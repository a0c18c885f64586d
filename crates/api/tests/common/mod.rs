#![allow(dead_code)]

use std::sync::{Arc, Mutex};

use async_trait::async_trait;
use axum::body::Body;
use axum::http::{Method, Request, StatusCode};
use axum::response::Response;
use axum::Router;
use http_body_util::BodyExt;
use serde_json::Value;
use sqlx::PgPool;
use tower::ServiceExt;

use fabula_api::auth::jwt::JwtConfig;
use fabula_api::auth::password::hash_password;
use fabula_api::config::{RateLimitConfig, ServerConfig};
use fabula_api::mailer::{Mail, MailError, MailKind, Mailer};
use fabula_api::middleware::rate_limit::build_rate_limiter;
use fabula_api::router::build_app_router;
use fabula_api::state::AppState;
use fabula_core::types::DbId;
use fabula_db::models::user::CreateUser;
use fabula_db::repositories::UserRepo;

pub const PASSWORD: &str = "correct-horse-battery";

/// Build a test `ServerConfig` with safe defaults and rate limiting off.
pub fn test_config() -> ServerConfig {
    ServerConfig {
        host: "127.0.0.1".to_string(),
        port: 0,
        cors_origins: vec!["http://localhost:5173".to_string()],
        request_timeout_secs: 30,
        min_password_length: 8,
        jwt: JwtConfig {
            secret: "test-secret-that-is-long-enough-for-hmac".to_string(),
            session_ttl_hours: 1,
            password_reset_ttl_mins: 30,
            email_verify_ttl_hours: 24,
        },
        rate_limit: RateLimitConfig {
            enabled: false,
            requests: 20,
            period_secs: 60,
        },
    }
}

/// Mailer that keeps every message for inspection.
#[derive(Default)]
pub struct RecordingMailer {
    sent: Mutex<Vec<Mail>>,
}

impl RecordingMailer {
    /// Token of the most recent message of `kind` sent to `to`.
    pub fn last_token(&self, to: &str, kind: MailKind) -> Option<String> {
        self.sent
            .lock()
            .unwrap()
            .iter()
            .rev()
            .find(|m| m.to == to && m.kind == kind)
            .map(|m| m.token.clone())
    }

    pub fn count(&self) -> usize {
        self.sent.lock().unwrap().len()
    }
}

#[async_trait]
impl Mailer for RecordingMailer {
    async fn send(&self, mail: Mail) -> Result<(), MailError> {
        self.sent.lock().unwrap().push(mail);
        Ok(())
    }
}

/// A router wired to a real database plus the mailer it delivers to.
#[derive(Clone)]
pub struct TestApp {
    pub router: Router,
    pub mailer: Arc<RecordingMailer>,
}

/// Build the full application with the production middleware stack.
pub fn build_test_app(pool: PgPool) -> TestApp {
    build_test_app_with(pool, test_config())
}

pub fn build_test_app_with(pool: PgPool, config: ServerConfig) -> TestApp {
    let mailer = Arc::new(RecordingMailer::default());
    let state = AppState {
        pool,
        config: Arc::new(config.clone()),
        mailer: mailer.clone(),
        rate_limiter: build_rate_limiter(&config.rate_limit),
    };
    TestApp {
        router: build_app_router(state, &config),
        mailer,
    }
}

// ---------------------------------------------------------------------------
// Request helpers
// ---------------------------------------------------------------------------

pub async fn send(
    app: &TestApp,
    method: Method,
    uri: &str,
    token: Option<&str>,
    body: Option<Value>,
) -> Response {
    let mut builder = Request::builder().method(method).uri(uri);
    if let Some(token) = token {
        builder = builder.header("authorization", format!("Bearer {token}"));
    }
    let request = match body {
        Some(json) => builder
            .header("content-type", "application/json")
            .body(Body::from(json.to_string()))
            .unwrap(),
        None => builder.body(Body::empty()).unwrap(),
    };
    app.router.clone().oneshot(request).await.unwrap()
}

pub async fn get(app: &TestApp, uri: &str) -> Response {
    send(app, Method::GET, uri, None, None).await
}

pub async fn get_auth(app: &TestApp, uri: &str, token: &str) -> Response {
    send(app, Method::GET, uri, Some(token), None).await
}

pub async fn post_json(app: &TestApp, uri: &str, body: Value) -> Response {
    send(app, Method::POST, uri, None, Some(body)).await
}

pub async fn post_json_auth(app: &TestApp, uri: &str, token: &str, body: Value) -> Response {
    send(app, Method::POST, uri, Some(token), Some(body)).await
}

pub async fn post_auth(app: &TestApp, uri: &str, token: &str) -> Response {
    send(app, Method::POST, uri, Some(token), None).await
}

pub async fn patch_json_auth(app: &TestApp, uri: &str, token: &str, body: Value) -> Response {
    send(app, Method::PATCH, uri, Some(token), Some(body)).await
}

pub async fn delete_auth(app: &TestApp, uri: &str, token: &str) -> Response {
    send(app, Method::DELETE, uri, Some(token), None).await
}

pub async fn body_json(response: Response) -> Value {
    let bytes = response.into_body().collect().await.unwrap().to_bytes();
    serde_json::from_slice(&bytes).unwrap()
}

/// Assert the status, then return the parsed body.
pub async fn expect_json(response: Response, status: StatusCode) -> Value {
    assert_eq!(response.status(), status);
    body_json(response).await
}

// ---------------------------------------------------------------------------
// Fixtures
// ---------------------------------------------------------------------------

/// Insert a verified user directly and sign in through the API.
///
/// Returns the user id and a session token.
pub async fn signed_in_user(pool: &PgPool, app: &TestApp, username: &str) -> (DbId, String) {
    let email = format!("{username}@example.com");
    let user = UserRepo::create(
        pool,
        &CreateUser {
            username: username.to_string(),
            email: email.clone(),
            name: None,
            password_hash: hash_password(PASSWORD).unwrap(),
        },
    )
    .await
    .unwrap();
    UserRepo::confirm_email(pool, user.id).await.unwrap();

    let response = post_json(
        app,
        "/api/auth/sign-in",
        serde_json::json!({ "email": email, "password": PASSWORD }),
    )
    .await;
    let json = expect_json(response, StatusCode::OK).await;
    (user.id, json["token"].as_str().unwrap().to_string())
}

/// Create an owned entity through the API and return its id.
pub async fn create(app: &TestApp, uri: &str, token: &str, body: Value) -> String {
    let response = post_json_auth(app, uri, token, body).await;
    let json = expect_json(response, StatusCode::CREATED).await;
    json["id"].as_str().unwrap().to_string()
}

*TASK*. A verbatim repeat of all the entries above is the required answer.

*FINAL ANSWER*.
repository a0c18c885f64586d
filename crates/api/tests/common/mod.rs
#![allow(dead_code)]

use std::sync::{Arc, Mutex};

use async_trait::async_trait;
use axum::body::Body;
use axum::http::{Method, Request, StatusCode};
use axum::response::Response;
use axum::Router;
use http_body_util::BodyExt;
use serde_json::Value;
use sqlx::PgPool;
use tower::ServiceExt;

use fabula_api::auth::jwt::JwtConfig;
use fabula_api::auth::password::hash_password;
use fabula_api::config::{RateLimitConfig, ServerConfig};
use fabula_api::mailer::{Mail, MailError, MailKind, Mailer};
use fabula_api::middleware::rate_limit::build_rate_limiter;
use fabula_api::router::build_app_router;
use fabula_api::state::AppState;
use fabula_core::types::DbId;
use fabula_db::models::user::CreateUser;
use fabula_db::repositories::UserRepo;

pub const PASSWORD: &str = "correct-horse-battery";

/// Build a test `ServerConfig` with safe defaults and rate limiting off.
pub fn test_config() -> ServerConfig {
    ServerConfig {
        host: "127.0.0.1".to_string(),
        port: 0,
        cors_origins: vec!["http://localhost:5173".to_string()],
        request_timeout_secs: 30,
        min_password_length: 8,
        jwt: JwtConfig {
            secret: "test-secret-that-is-long-enough-for-hmac".to_string(),
            session_ttl_hours: 1,
            password_reset_ttl_mins: 30,
            email_verify_ttl_hours: 24,
        },
        rate_limit: RateLimitConfig {
            enabled: false,
            requests: 20,
            period_secs: 60,
        },
    }
}

/// Mailer that keeps every message for inspection.
#[derive(Default)]
pub struct RecordingMailer {
    sent: Mutex<Vec<Mail>>,
}

impl RecordingMailer {
    /// Token of the most recent message of `kind` sent to `to`.
    pub fn last_token(&self, to: &str, kind: MailKind) -> Option<String> {
        self.sent
            .lock()
            .unwrap()
            .iter()
            .rev()
            .find(|m| m.to == to && m.kind == kind)
            .map(|m| m.token.clone())
    }

    pub fn count(&self) -> usize {
        self.sent.lock().unwrap().len()
    }
}

#[async_trait]
impl Mailer for RecordingMailer {
    async fn send(&self, mail: Mail) -> Result<(), MailError> {
        self.sent.lock().unwrap().push(mail);
        Ok(())
    }
}

/// A router wired to a real database plus the mailer it delivers to.
#[derive(Clone)]
pub struct TestApp {
    pub router: Router,
    pub mailer: Arc<RecordingMailer>,
}

/// Build the full application with the production middleware stack.
pub fn build_test_app(pool: PgPool) -> TestApp {
    build_test_app_with(pool, test_config())
}

pub fn build_test_app_with(pool: PgPool, config: ServerConfig) -> TestApp {
    let mailer = Arc::new(RecordingMailer::default());
    let state = AppState {
        pool,
        config: Arc::new(config.clone()),
        mailer: mailer.clone(),
        rate_limiter: build_rate_limiter(&config.rate_limit),
    };
    TestApp {
        router: build_app_router(state, &config),
        mailer,
    }
}

// ---------------------------------------------------------------------------
// Request helpers
// ---------------------------------------------------------------------------

pub async fn send(
    app: &TestApp,
    method: Method,
    uri: &str,
    token: Option<&str>,
    body: Option<Value>,
) -> Response {
    let mut builder = Request::builder().method(method).uri(uri);
    if let Some(token) = token {
        builder = builder.header("authorization", format!("Bearer {token}"));
    }
    let request = match body {
        Some(json) => builder
            .header("content-type", "application/json")
            .body(Body::from(json.to_string()))
            .unwrap(),
        None => builder.body(Body::empty()).unwrap(),
    };
    app.router.clone().oneshot(request).await.unwrap()
}

pub async fn get(app: &TestApp, uri: &str) -> Response {
    send(app, Method::GET, uri, None, None).await
}

pub async fn get_auth(app: &TestApp, uri: &str, token: &str) -> Response {
    send(app, Method::GET, uri, Some(token), None).await
}

pub async fn post_json(app: &TestApp, uri: &str, body: Value) -> Response {
    send(app, Method::POST, uri, None, Some(body)).await
}

pub async fn post_json_auth(app: &TestApp, uri: &str, token: &str, body: Value) -> Response {
    send(app, Method::POST, uri, Some(token), Some(body)).await
}

pub async fn post_auth(app: &TestApp, uri: &str, token: &str) -> Response {
    send(app, Method::POST, uri, Some(token), None).await
}

pub async fn patch_json_auth(app: &TestApp, uri: &str, token: &str, body: Value) -> Response {
    send(app, Method::PATCH, uri, Some(token), Some(body)).await
}

pub async fn delete_auth(app: &TestApp, uri: &str, token: &str) -> Response {
    send(app, Method::DELETE, uri, Some(token), None).await
}

pub async fn body_json(response: Response) -> Value {
    let bytes = response.into_body().collect().await.unwrap().to_bytes();
    serde_json::from_slice(&bytes).unwrap()
}

/// Assert the status, then return the parsed body.
pub async fn expect_json(response: Response, status: StatusCode) -> Value {
    assert_eq!(response.status(), status);
    body_json(response).await
}

// ---------------------------------------------------------------------------
// Fixtures
// ---------------------------------------------------------------------------

/// Insert a verified user directly and sign in through the API.
///
/// Returns the user id and a session token.
pub async fn signed_in_user(pool: &PgPool, app: &TestApp, username: &str) -> (DbId, String) {
    let email = format!("{username}@example.com");
    let user = UserRepo::create(
        pool,
        &CreateUser {
            username: username.to_string(),
            email: email.clone(),
            name: None,
            password_hash: hash_password(PASSWORD).unwrap(),
        },
    )
    .await
    .unwrap();
    UserRepo::confirm_email(pool, user.id).await.unwrap();

    let response = post_json(
        app,
        "/api/auth/sign-in",
        serde_json::json!({ "email": email, "password": PASSWORD }),
    )
    .await;
    let json = expect_json(response, StatusCode::OK).await;
    (user.id, json["token"].as_str().unwrap().to_string())
}

/// Create an owned entity through the API and return its id.
pub async fn create(app: &TestApp, uri: &str, token: &str, body: Value) -> String {
    let response = post_json_auth(app, uri, token, body).await;
    let json = expect_json(response, StatusCode::CREATED).await;
    json["id"].as_str().unwrap().to_string()
}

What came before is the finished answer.